=== Begin Enclosure ===

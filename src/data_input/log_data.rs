// src/data_input/log_data.rs

/// Number of motor outputs read from the log (quad).
pub const MOTOR_COUNT: usize = 4;

/// Structure to hold data parsed from a single row of the CSV log.
/// Uses `Option<f64>` to handle potentially missing or unparseable values.
#[derive(Debug, Default, Clone)]
pub struct LogRowData {
    pub time_sec: Option<f64>,                 // Timestamp (in seconds).
    pub p_term: [Option<f64>; 3],              // Proportional term [Roll, Pitch, Yaw].
    pub i_term: [Option<f64>; 3],              // Integral term [Roll, Pitch, Yaw].
    pub d_term: [Option<f64>; 3],              // Derivative term [Roll, Pitch, Yaw].
    pub f_term: [Option<f64>; 3],              // Feed-Forward [Roll, Pitch, Yaw].
    pub setpoint: [Option<f64>; 4],            // Target setpoint value [Roll, Pitch, Yaw, Throttle].
    pub gyro: [Option<f64>; 3],                // Gyroscope readings (filtered) [Roll, Pitch, Yaw].
    pub motor: [Option<f64>; MOTOR_COUNT],     // Motor outputs [0..3].
}

// src/data_input/log_data.rs
// src/data_analysis/filter_recommender.rs

use serde::{Serialize, Serializer};
use std::cmp::Ordering;
use std::collections::HashMap;
use std::fmt;
use tracing::debug;

use crate::constants::{
    DTERM_LPF_MAX_HZ, DTERM_LPF_MIN_HZ, DTERM_LPF_STEP_HZ, DYN_NOTCH_MARGIN_HZ,
    DYN_NOTCH_MAX_LIMIT_HZ, DYN_NOTCH_MIN_LIMIT_HZ, GYRO_LPF_MAX_HZ, GYRO_LPF_MIN_HZ,
    GYRO_LPF_STEP_HZ, PEAK_ACTION_THRESHOLD_DB, RESONANCE_CUTOFF_MARGIN_HZ,
};
use crate::data_input::filter_settings::FilterSettings;
use crate::data_input::noise_profile::{NoiseLevel, NoisePeak, NoiseProfile};
use crate::types::{Confidence, Impact};

#[derive(Debug, Clone, Copy, PartialEq, Eq, Hash)]
pub enum FilterSetting {
    GyroLpf1StaticHz,
    DtermLpf1StaticHz,
    DynNotchMinHz,
    DynNotchMaxHz,
}

impl FilterSetting {
    /// Betaflight CLI variable name.
    pub fn cli_name(&self) -> &'static str {
        match self {
            FilterSetting::GyroLpf1StaticHz => "gyro_lpf1_static_hz",
            FilterSetting::DtermLpf1StaticHz => "dterm_lpf1_static_hz",
            FilterSetting::DynNotchMinHz => "dyn_notch_min_hz",
            FilterSetting::DynNotchMaxHz => "dyn_notch_max_hz",
        }
    }

    /// Allowed range for recommended values.
    fn limits(&self) -> (u32, u32) {
        match self {
            FilterSetting::GyroLpf1StaticHz => (GYRO_LPF_MIN_HZ, GYRO_LPF_MAX_HZ),
            FilterSetting::DtermLpf1StaticHz => (DTERM_LPF_MIN_HZ, DTERM_LPF_MAX_HZ),
            FilterSetting::DynNotchMinHz | FilterSetting::DynNotchMaxHz => {
                (DYN_NOTCH_MIN_LIMIT_HZ, DYN_NOTCH_MAX_LIMIT_HZ)
            }
        }
    }

    /// Which of two competing values is kept: the higher one only for the notch maximum.
    fn prefers(&self, candidate: u32, existing: u32) -> bool {
        match self {
            FilterSetting::DynNotchMaxHz => candidate > existing,
            _ => candidate < existing,
        }
    }

    fn current_value(&self, settings: &FilterSettings) -> u32 {
        match self {
            FilterSetting::GyroLpf1StaticHz => settings.gyro_lpf1_static_hz,
            FilterSetting::DtermLpf1StaticHz => settings.dterm_lpf1_static_hz,
            FilterSetting::DynNotchMinHz => settings.dyn_notch_min_hz,
            FilterSetting::DynNotchMaxHz => settings.dyn_notch_max_hz,
        }
    }
}

impl fmt::Display for FilterSetting {
    fn fmt(&self, f: &mut fmt::Formatter<'_>) -> fmt::Result {
        f.write_str(self.cli_name())
    }
}

impl Serialize for FilterSetting {
    fn serialize<S: Serializer>(&self, serializer: S) -> Result<S::Ok, S::Error> {
        serializer.serialize_str(self.cli_name())
    }
}

#[derive(Debug, Clone, PartialEq, Serialize)]
pub struct FilterRecommendation {
    pub setting: FilterSetting,
    pub current_value: u32,
    pub recommended_value: u32,
    pub reason: String,
    pub impact: Impact,
    pub confidence: Confidence,
}

/// Direction a pass wants to move a setting in.
#[derive(Debug, Clone, Copy, PartialEq, Eq)]
enum Move {
    Lower,
    Raise,
}

/// Clamps `target_hz` to the setting's limits. Returns `None` when the clamped value
/// does not move an enabled setting in the requested direction.
fn recommendation(
    setting: FilterSetting,
    settings: &FilterSettings,
    direction: Move,
    target_hz: i64,
    reason: String,
    impact: Impact,
    confidence: Confidence,
) -> Option<FilterRecommendation> {
    let (min, max) = setting.limits();
    let current_value = setting.current_value(settings);
    let recommended_value = target_hz.clamp(min as i64, max as i64) as u32;
    // A zero cutoff is a disabled filter; any value enables it.
    let moves_as_asked = current_value == 0
        || match direction {
            Move::Lower => recommended_value < current_value,
            Move::Raise => recommended_value > current_value,
        };
    if !moves_as_asked {
        debug!(
            "Skipping {}: clamped {} -> {} moves the wrong way",
            setting, current_value, recommended_value
        );
        return None;
    }
    Some(FilterRecommendation {
        setting,
        current_value,
        recommended_value,
        reason,
        impact,
        confidence,
    })
}

/// Peaks tall enough above the noise floor to act on, from every axis.
fn significant_peaks(noise: &NoiseProfile) -> Vec<&NoisePeak> {
    let mut peaks: Vec<&NoisePeak> = noise
        .all_peaks()
        .filter(|p| p.amplitude_db >= PEAK_ACTION_THRESHOLD_DB)
        .collect();
    peaks.sort_by(|a, b| {
        a.frequency_hz
            .partial_cmp(&b.frequency_hz)
            .unwrap_or(Ordering::Equal)
    });
    peaks
}

fn noise_floor_pass(noise: &NoiseProfile, settings: &FilterSettings) -> Vec<FilterRecommendation> {
    let mut recs = Vec::new();
    let gyro = settings.gyro_lpf1_static_hz as i64;
    let dterm = settings.dterm_lpf1_static_hz as i64;
    match noise.overall_level {
        NoiseLevel::High => {
            if settings.gyro_lpf_enabled() {
                recs.extend(recommendation(
                    FilterSetting::GyroLpf1StaticHz,
                    settings,
                    Move::Lower,
                    gyro - GYRO_LPF_STEP_HZ as i64,
                    "High noise floor: lower the gyro lowpass cutoff for more filtering".to_string(),
                    Impact::Stability,
                    Confidence::Medium,
                ));
            }
            if settings.dterm_lpf_enabled() {
                recs.extend(recommendation(
                    FilterSetting::DtermLpf1StaticHz,
                    settings,
                    Move::Lower,
                    dterm - DTERM_LPF_STEP_HZ as i64,
                    "High noise floor: lower the D-term lowpass cutoff to keep motors cool".to_string(),
                    Impact::Stability,
                    Confidence::Medium,
                ));
            }
        }
        NoiseLevel::Low => {
            if settings.gyro_lpf_enabled() {
                recs.extend(recommendation(
                    FilterSetting::GyroLpf1StaticHz,
                    settings,
                    Move::Raise,
                    gyro + GYRO_LPF_STEP_HZ as i64,
                    "Low noise floor: raise the gyro lowpass cutoff to reduce filter delay".to_string(),
                    Impact::Response,
                    Confidence::Medium,
                ));
            }
            if settings.dterm_lpf_enabled() {
                recs.extend(recommendation(
                    FilterSetting::DtermLpf1StaticHz,
                    settings,
                    Move::Raise,
                    dterm + DTERM_LPF_STEP_HZ as i64,
                    "Low noise floor: raise the D-term lowpass cutoff to reduce filter delay".to_string(),
                    Impact::Response,
                    Confidence::Medium,
                ));
            }
        }
        NoiseLevel::Medium => {}
    }
    recs
}

fn resonance_pass(peaks: &[&NoisePeak], settings: &FilterSettings) -> Vec<FilterRecommendation> {
    let mut recs = Vec::new();
    let Some(lowest) = peaks.first() else {
        return recs;
    };
    let target = lowest.frequency_hz.round() as i64 - RESONANCE_CUTOFF_MARGIN_HZ as i64;

    for setting in [FilterSetting::GyroLpf1StaticHz, FilterSetting::DtermLpf1StaticHz] {
        let cutoff = setting.current_value(settings);
        if cutoff == 0 || lowest.frequency_hz < cutoff as f64 {
            let label = match setting {
                FilterSetting::GyroLpf1StaticHz => "gyro",
                _ => "D-term",
            };
            recs.extend(recommendation(
                setting,
                settings,
                Move::Lower,
                target,
                format!(
                    "{} at {:.0} Hz ({:.1} dB) passes the {} lowpass; move the cutoff below it",
                    capitalize(lowest.kind.description()),
                    lowest.frequency_hz,
                    lowest.amplitude_db,
                    label
                ),
                Impact::Stability,
                Confidence::High,
            ));
        }
    }
    recs
}

fn dynamic_notch_pass(peaks: &[&NoisePeak], settings: &FilterSettings) -> Vec<FilterRecommendation> {
    let mut recs = Vec::new();
    if let Some(lowest) = peaks.first() {
        if lowest.frequency_hz < settings.dyn_notch_min_hz as f64 {
            recs.extend(recommendation(
                FilterSetting::DynNotchMinHz,
                settings,
                Move::Lower,
                lowest.frequency_hz.round() as i64 - DYN_NOTCH_MARGIN_HZ as i64,
                format!(
                    "Peak at {:.0} Hz is below the dynamic notch range; lower its minimum",
                    lowest.frequency_hz
                ),
                Impact::Stability,
                Confidence::Medium,
            ));
        }
    }
    if let Some(highest) = peaks.last() {
        if highest.frequency_hz > settings.dyn_notch_max_hz as f64 {
            recs.extend(recommendation(
                FilterSetting::DynNotchMaxHz,
                settings,
                Move::Raise,
                highest.frequency_hz.round() as i64 + DYN_NOTCH_MARGIN_HZ as i64,
                format!(
                    "Peak at {:.0} Hz is above the dynamic notch range; raise its maximum",
                    highest.frequency_hz
                ),
                Impact::Stability,
                Confidence::Medium,
            ));
        }
    }
    recs
}

/// Keeps one recommendation per setting, in first-appearance order.
///
/// Lowpass cutoffs and the notch minimum keep the lower value, the notch maximum the
/// higher one. The kept entry is high confidence if either contributor was.
pub fn deduplicate(recommendations: Vec<FilterRecommendation>) -> Vec<FilterRecommendation> {
    let mut merged: Vec<FilterRecommendation> = Vec::new();
    let mut index: HashMap<FilterSetting, usize> = HashMap::new();
    for rec in recommendations {
        match index.get(&rec.setting) {
            Some(&i) => {
                let any_high =
                    merged[i].confidence == Confidence::High || rec.confidence == Confidence::High;
                if rec
                    .setting
                    .prefers(rec.recommended_value, merged[i].recommended_value)
                {
                    merged[i] = rec;
                }
                if any_high {
                    merged[i].confidence = Confidence::High;
                }
            }
            None => {
                index.insert(rec.setting, merged.len());
                merged.push(rec);
            }
        }
    }
    merged
}

/// Filter changes for the measured noise. Defaults are assumed when settings are unknown.
pub fn recommend(
    noise: &NoiseProfile,
    current: Option<&FilterSettings>,
) -> Vec<FilterRecommendation> {
    let settings = current.copied().unwrap_or_default();
    let peaks = significant_peaks(noise);

    let mut all = noise_floor_pass(noise, &settings);
    all.extend(resonance_pass(&peaks, &settings));
    all.extend(dynamic_notch_pass(&peaks, &settings));

    let recs = deduplicate(all);
    debug!(
        "Filter recommender: {} significant peak(s), {} change(s)",
        peaks.len(),
        recs.len()
    );
    recs
}

/// Narrative of the noise situation and the proposed filter changes.
pub fn generate_summary(noise: &NoiseProfile, recommendations: &[FilterRecommendation]) -> String {
    let mut summary = format!("Noise level is {}.", noise.overall_level);

    let peaks = significant_peaks(noise);
    if !peaks.is_empty() {
        let listed: Vec<String> = peaks
            .iter()
            .map(|p| format!("{} at {:.0} Hz", p.kind.description(), p.frequency_hz))
            .collect();
        summary.push_str(&format!(" Detected {}.", listed.join(", ")));
    }

    if recommendations.is_empty() {
        summary.push_str(" Current filter settings look appropriate.");
    } else {
        summary.push_str(&format!(
            " {} filter change(s) recommended.",
            recommendations.len()
        ));
    }
    summary
}

fn capitalize(text: &str) -> String {
    let mut chars = text.chars();
    match chars.next() {
        Some(first) => first.to_uppercase().collect::<String>() + chars.as_str(),
        None => String::new(),
    }
}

=== End Enclosure ===

# [EXERCISE]
Search the data above for the string "limits" and return every line that has it.

# [ANSWER TO THIS PROBLEM]
    fn limits(&self) -> (u32, u32) {
/// Clamps `target_hz` to the setting's limits. Returns `None` when the clamped value
    let (min, max) = setting.limits();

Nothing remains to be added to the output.